IdentityTemplateInMediaPool()
GenerateTextPlusSubtitles(srt_file_path, target_video_track)

The script may seem a bit intimidating, but what it does is:

Get the Text+ template from the media pool.
Navigate to the Edit view.
Get to the very start of the timeline.
Parse the SRT file for all the captions.
For each caption, create a new instance of the Text+ template and put it exactly where it needs to be on the timeline based on the framerate that I specified.
Populate each instance of the Text+ element on the timeline with the appropriate caption.

This code can be copied and then pasted directly into the DaVinci Resolve Console, where it will be promptly executed and you will see the Text+ elements populated on the timeline.

I see that you are using a fixed value for the framerate. Can't you just use timeline.GetSetting("timelineFrameRate") to get the right project framerate?

You can, but there is a slight problem - this rounds the frame rate down, so if you have a framerate of, say, 29.97, you will get 29 as the output. This will result in captions being misaligned and they won’t quite flow well with the audio. This is why I opted to define my own framerate directly instead. If your video uses a different framerate, you can adjust this value as appropriate.

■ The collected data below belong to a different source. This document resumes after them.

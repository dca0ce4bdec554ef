use indexmap::IndexMap;
use serde::{Deserialize, Serialize};

use crate::normalize::normalize_package_name;

/// One package reported by an environment listing.
#[derive(Debug, Clone, PartialEq, Eq, Serialize, Deserialize)]
pub struct InstalledPackage {
    pub name: String,
    pub version: String,
    #[serde(default, skip_serializing_if = "Option::is_none")]
    pub build: Option<String>,
    #[serde(default, skip_serializing_if = "Option::is_none")]
    pub channel: Option<String>,
}

impl InstalledPackage {
    pub fn new(name: impl Into<String>, version: impl Into<String>) -> Self {
        Self {
            name: name.into(),
            version: version.into(),
            build: None,
            channel: None,
        }
    }

    #[must_use]
    pub fn with_build(mut self, build: impl Into<String>) -> Self {
        self.build = Some(build.into());
        self
    }
}

/// Installed packages keyed by normalized name, in listing order.
///
/// The first record wins when a listing repeats a name.
#[derive(Debug, Clone, Default, PartialEq, Eq)]
pub struct InstalledSet {
    packages: IndexMap<String, InstalledPackage>,
}

impl InstalledSet {
    pub fn new() -> Self {
        Self::default()
    }

    pub fn insert(&mut self, package: InstalledPackage) {
        let key = normalize_package_name(&package.name);
        self.packages.entry(key).or_insert(package);
    }

    /// Look up a package by any spelling of its name.
    pub fn get(&self, name: &str) -> Option<&InstalledPackage> {
        self.packages.get(&normalize_package_name(name))
    }

    pub fn len(&self) -> usize {
        self.packages.len()
    }

    pub fn is_empty(&self) -> bool {
        self.packages.is_empty()
    }
}

impl FromIterator<InstalledPackage> for InstalledSet {
    fn from_iter<T: IntoIterator<Item = InstalledPackage>>(iter: T) -> Self {
        let mut set = Self::new();
        for package in iter {
            set.insert(package);
        }
        set
    }
}

#[cfg(test)]
mod tests {
    use super::*;

    #[test]
    fn lookups_are_normalized() {
        let set: InstalledSet = [InstalledPackage::new("package-name", "1.0")]
            .into_iter()
            .collect();
        assert_eq!(set.get("Package_Name").map(|p| p.version.as_str()), Some("1.0"));
        assert_eq!(set.get("package.name").map(|p| p.version.as_str()), Some("1.0"));
        assert!(set.get("other").is_none());
    }

    #[test]
    fn first_record_wins() {
        let set: InstalledSet = [
            InstalledPackage::new("numpy", "1.26.4"),
            InstalledPackage::new("NumPy", "2.0.0"),
        ]
        .into_iter()
        .collect();
        assert_eq!(set.len(), 1);
        assert_eq!(set.get("numpy").map(|p| p.version.as_str()), Some("1.26.4"));
    }
}
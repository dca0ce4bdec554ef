use serde::{Deserialize, Serialize};
use serde_json::{json, Value};

#[derive(Debug, Clone, Serialize, Deserialize)]
pub struct ExecutionOutcome {
    pub status: CommandStatus,
    pub message: String,
    #[serde(default)]
    pub details: Value,
    /// Process exit code the CLI should terminate with.
    #[serde(default)]
    pub exit_code: i32,
}

impl ExecutionOutcome {
    pub fn success(message: impl Into<String>, details: Value) -> Self {
        Self {
            status: CommandStatus::Ok,
            message: message.into(),
            details,
            exit_code: 0,
        }
    }

    pub fn failure(message: impl Into<String>, details: Value, exit_code: i32) -> Self {
        Self {
            status: CommandStatus::Failure,
            message: message.into(),
            details,
            exit_code,
        }
    }

    pub fn user_error(message: impl Into<String>, details: Value, exit_code: i32) -> Self {
        Self {
            status: CommandStatus::UserError,
            message: message.into(),
            details,
            exit_code,
        }
    }
}

#[derive(Debug, Clone, Copy, Serialize, Deserialize, PartialEq, Eq)]
pub enum CommandStatus {
    Ok,
    UserError,
    Failure,
}

impl CommandStatus {
    #[must_use]
    pub fn as_str(&self) -> &'static str {
        match self {
            CommandStatus::Ok => "ok",
            CommandStatus::UserError => "user-error",
            CommandStatus::Failure => "error",
        }
    }
}

/// The `--json` envelope: `{status, message, details}`.
#[must_use]
pub fn to_json_response(outcome: &ExecutionOutcome) -> Value {
    let details = match &outcome.details {
        Value::Object(_) => outcome.details.clone(),
        Value::Null => json!({}),
        other => json!({ "value": other }),
    };
    json!({
        "status": outcome.status.as_str(),
        "message": outcome.message,
        "details": details,
    })
}

#[cfg(test)]
mod tests {
    use super::*;

    #[test]
    fn envelope_wraps_scalar_details() {
        let outcome = ExecutionOutcome::failure("boom", json!("raw"), 1);
        let payload = to_json_response(&outcome);
        assert_eq!(payload["status"], "error");
        assert_eq!(payload["details"]["value"], "raw");

        let ok = ExecutionOutcome::success("done", Value::Null);
        let payload = to_json_response(&ok);
        assert_eq!(payload["status"], "ok");
        assert!(payload["details"].as_object().is_some_and(serde_json::Map::is_empty));
        assert_eq!(ok.exit_code, 0);
    }
}
//! Structured-call executor.
//!
//! Issues one request via the routed profile with exactly one fallback
//! attempt against the default profile, then extracts a structured
//! payload from the free-text reply. Provider failures and unparseable
//! output are both absorbed here: callers always get a result, flagged
//! and defaulted as needed, never an escaping error.

use crate::provider::ProviderPool;
use crate::router::{ModelRegistry, TaskType};
use serde::de::DeserializeOwned;
use serde::Serialize;
use std::sync::Arc;
use tracing::warn;

/// Outcome of one structured call. Per-call, never persisted.
#[derive(Debug, Clone, Serialize)]
pub struct StructuredCallResult {
    pub raw_text: String,
    pub model_used: String,
    pub deployment: String,
    pub task_type: TaskType,
    /// True only when no provider anywhere could serve the call.
    pub failed: bool,
}

/// A value recovered from model output, tagged with whether it is the
/// genuine parse or the documented default substituted for it.
#[derive(Debug, Clone, PartialEq)]
pub enum ParsedOrDefault<T> {
    Parsed(T),
    Defaulted(T),
}

impl<T> ParsedOrDefault<T> {
    pub fn value(&self) -> &T {
        match self {
            ParsedOrDefault::Parsed(v) | ParsedOrDefault::Defaulted(v) => v,
        }
    }

    pub fn into_value(self) -> T {
        match self {
            ParsedOrDefault::Parsed(v) | ParsedOrDefault::Defaulted(v) => v,
        }
    }

    pub fn is_default(&self) -> bool {
        matches!(self, ParsedOrDefault::Defaulted(_))
    }
}

impl StructuredCallResult {
    /// A flagged result for calls no provider could serve.
    pub fn unavailable(task_type: TaskType, reason: &str) -> Self {
        Self {
            raw_text: format!("No AI provider available: {}", reason),
            model_used: "none".to_string(),
            deployment: String::new(),
            task_type,
            failed: true,
        }
    }

    /// Extract the first top-level brace-delimited span of the raw text
    /// and deserialize it. Any miss (failed call, no span, bad JSON)
    /// substitutes the supplied default; fields are never absent.
    pub fn parse_json<T: DeserializeOwned>(&self, default: T) -> ParsedOrDefault<T> {
        if self.failed {
            return ParsedOrDefault::Defaulted(default);
        }
        match json_span(&self.raw_text).and_then(|span| serde_json::from_str::<T>(span).ok()) {
            Some(v) => ParsedOrDefault::Parsed(v),
            None => {
                warn!(task = %self.task_type, "structured payload missing or malformed, using defaults");
                ParsedOrDefault::Defaulted(default)
            }
        }
    }
}

/// Locate the first top-level `{...}` span, tracking string literals so
/// braces inside quoted text don't end the span early.
fn json_span(text: &str) -> Option<&str> {
    let start = text.find('{')?;
    let mut depth = 0usize;
    let mut in_string = false;
    let mut escaped = false;
    for (offset, ch) in text[start..].char_indices() {
        if escaped {
            escaped = false;
            continue;
        }
        match ch {
            '\\' if in_string => escaped = true,
            '"' => in_string = !in_string,
            '{' if !in_string => depth += 1,
            '}' if !in_string => {
                depth -= 1;
                if depth == 0 {
                    return Some(&text[start..start + offset + ch.len_utf8()]);
                }
            }
            _ => {}
        }
    }
    None
}

/// Routes, calls, retries once, and wraps the reply.
#[derive(Clone)]
pub struct CallExecutor {
    registry: Arc<ModelRegistry>,
    pool: Arc<ProviderPool>,
}

impl CallExecutor {
    pub fn new(registry: Arc<ModelRegistry>, pool: Arc<ProviderPool>) -> Self {
        Self { registry, pool }
    }

    pub fn registry(&self) -> &ModelRegistry {
        &self.registry
    }

    /// One structured call. Never returns an error:
    /// - no client anywhere -> flagged `failed` result;
    /// - provider failure -> exactly one retry on the default profile;
    /// - second failure -> flagged `failed` result.
    pub async fn call(
        &self,
        task_type: TaskType,
        prompt: &str,
        system_message: Option<&str>,
    ) -> StructuredCallResult {
        let profile = self.registry.route(task_type);

        let Some(client) = self.pool.client_for(&profile.name) else {
            return StructuredCallResult::unavailable(task_type, "no client configured");
        };

        match client
            .chat(
                &profile.deployment,
                system_message,
                prompt,
                task_type.temperature(),
                task_type.max_tokens(),
            )
            .await
        {
            Ok(text) => StructuredCallResult {
                raw_text: text,
                model_used: profile.name.clone(),
                deployment: profile.deployment.clone(),
                task_type,
                failed: false,
            },
            Err(e) => {
                warn!(profile = %profile.name, error = %e, "provider call failed, retrying on default profile");
                self.retry_on_default(task_type, prompt, system_message).await
            }
        }
    }

    /// The single bounded fallback attempt. No backoff, no further retries.
    async fn retry_on_default(
        &self,
        task_type: TaskType,
        prompt: &str,
        system_message: Option<&str>,
    ) -> StructuredCallResult {
        let fallback = self.registry.default_profile();
        let Some(client) = self.pool.default_client() else {
            return StructuredCallResult::unavailable(task_type, "default client not configured");
        };

        match client
            .chat(
                &fallback.deployment,
                system_message,
                prompt,
                task_type.temperature(),
                task_type.max_tokens(),
            )
            .await
        {
            Ok(text) => StructuredCallResult {
                raw_text: text,
                model_used: format!("{} (fallback)", fallback.name),
                deployment: fallback.deployment.clone(),
                task_type,
                failed: false,
            },
            Err(e) => {
                warn!(error = %e, "fallback provider call failed");
                StructuredCallResult::unavailable(task_type, &e.to_string())
            }
        }
    }
}

#[cfg(test)]
mod tests {
    use super::*;
    use serde::Deserialize;

    #[derive(Debug, Deserialize, PartialEq)]
    struct Probe {
        score: i64,
        #[serde(default)]
        note: String,
    }

    fn result_with(text: &str) -> StructuredCallResult {
        StructuredCallResult {
            raw_text: text.to_string(),
            model_used: "gpt-4.1".to_string(),
            deployment: "gpt-4.1".to_string(),
            task_type: TaskType::Feasibility,
            failed: false,
        }
    }

    #[test]
    fn test_json_span_plain() {
        assert_eq!(json_span(r#"{"a": 1}"#), Some(r#"{"a": 1}"#));
    }

    #[test]
    fn test_json_span_embedded_in_prose() {
        let text = "Here is the analysis:\n{\"score\": 7, \"note\": \"ok\"}\nHope that helps!";
        assert_eq!(json_span(text), Some("{\"score\": 7, \"note\": \"ok\"}"));
    }

    #[test]
    fn test_json_span_ignores_braces_in_strings() {
        let text = r#"{"note": "use {curly} braces", "score": 2}"#;
        assert_eq!(json_span(text), Some(text));
    }

    #[test]
    fn test_json_span_nested() {
        let text = r#"prefix {"outer": {"inner": 1}} trailing {"second": 2}"#;
        assert_eq!(json_span(text), Some(r#"{"outer": {"inner": 1}}"#));
    }

    #[test]
    fn test_parse_json_success() {
        let result = result_with("Sure! {\"score\": 9, \"note\": \"solid\"} Done.");
        let parsed = result.parse_json(Probe { score: 0, note: String::new() });
        assert!(!parsed.is_default());
        assert_eq!(parsed.value().score, 9);
    }

    #[test]
    fn test_parse_json_unparseable_substitutes_default() {
        let result = result_with("I could not produce JSON this time, sorry.");
        let parsed = result.parse_json(Probe { score: 5, note: "default".into() });
        assert!(parsed.is_default());
        assert_eq!(parsed.value().score, 5);
        assert_eq!(parsed.value().note, "default");
    }

    #[test]
    fn test_parse_json_failed_call_substitutes_default() {
        let result = StructuredCallResult::unavailable(TaskType::Coaching, "no client configured");
        assert!(result.failed);
        let parsed = result.parse_json(Probe { score: 3, note: String::new() });
        assert!(parsed.is_default());
    }

    #[tokio::test]
    async fn test_call_without_any_client_never_panics() {
        let executor = CallExecutor::new(
            Arc::new(ModelRegistry::from_env()),
            Arc::new(ProviderPool::disconnected()),
        );
        let result = executor.call(TaskType::Feasibility, "score this", None).await;
        assert!(result.failed);
        assert_eq!(result.model_used, "none");
    }
}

And that’s it - once the script runs, all the captions are instantly populated as Text+ elements in the timeline:

GIF showing how Text+ is auto-generated in DaVinci Resolve

I am sure that I could even shove the audio export and Whisper transcription logic in the script in DaVinci Resolve, but I am comfortable enough with running a separate Terminal window for it that it doesn’t bother me much to do a step beforehand before importing the Text+ elements into my timeline.

Get the code #

If you want to peek at the latest code for the tools I wrote for the process above, you can look inside the media-tools repository on GitHub. I plan on updating it with some extra guides and instructions for easier re-use.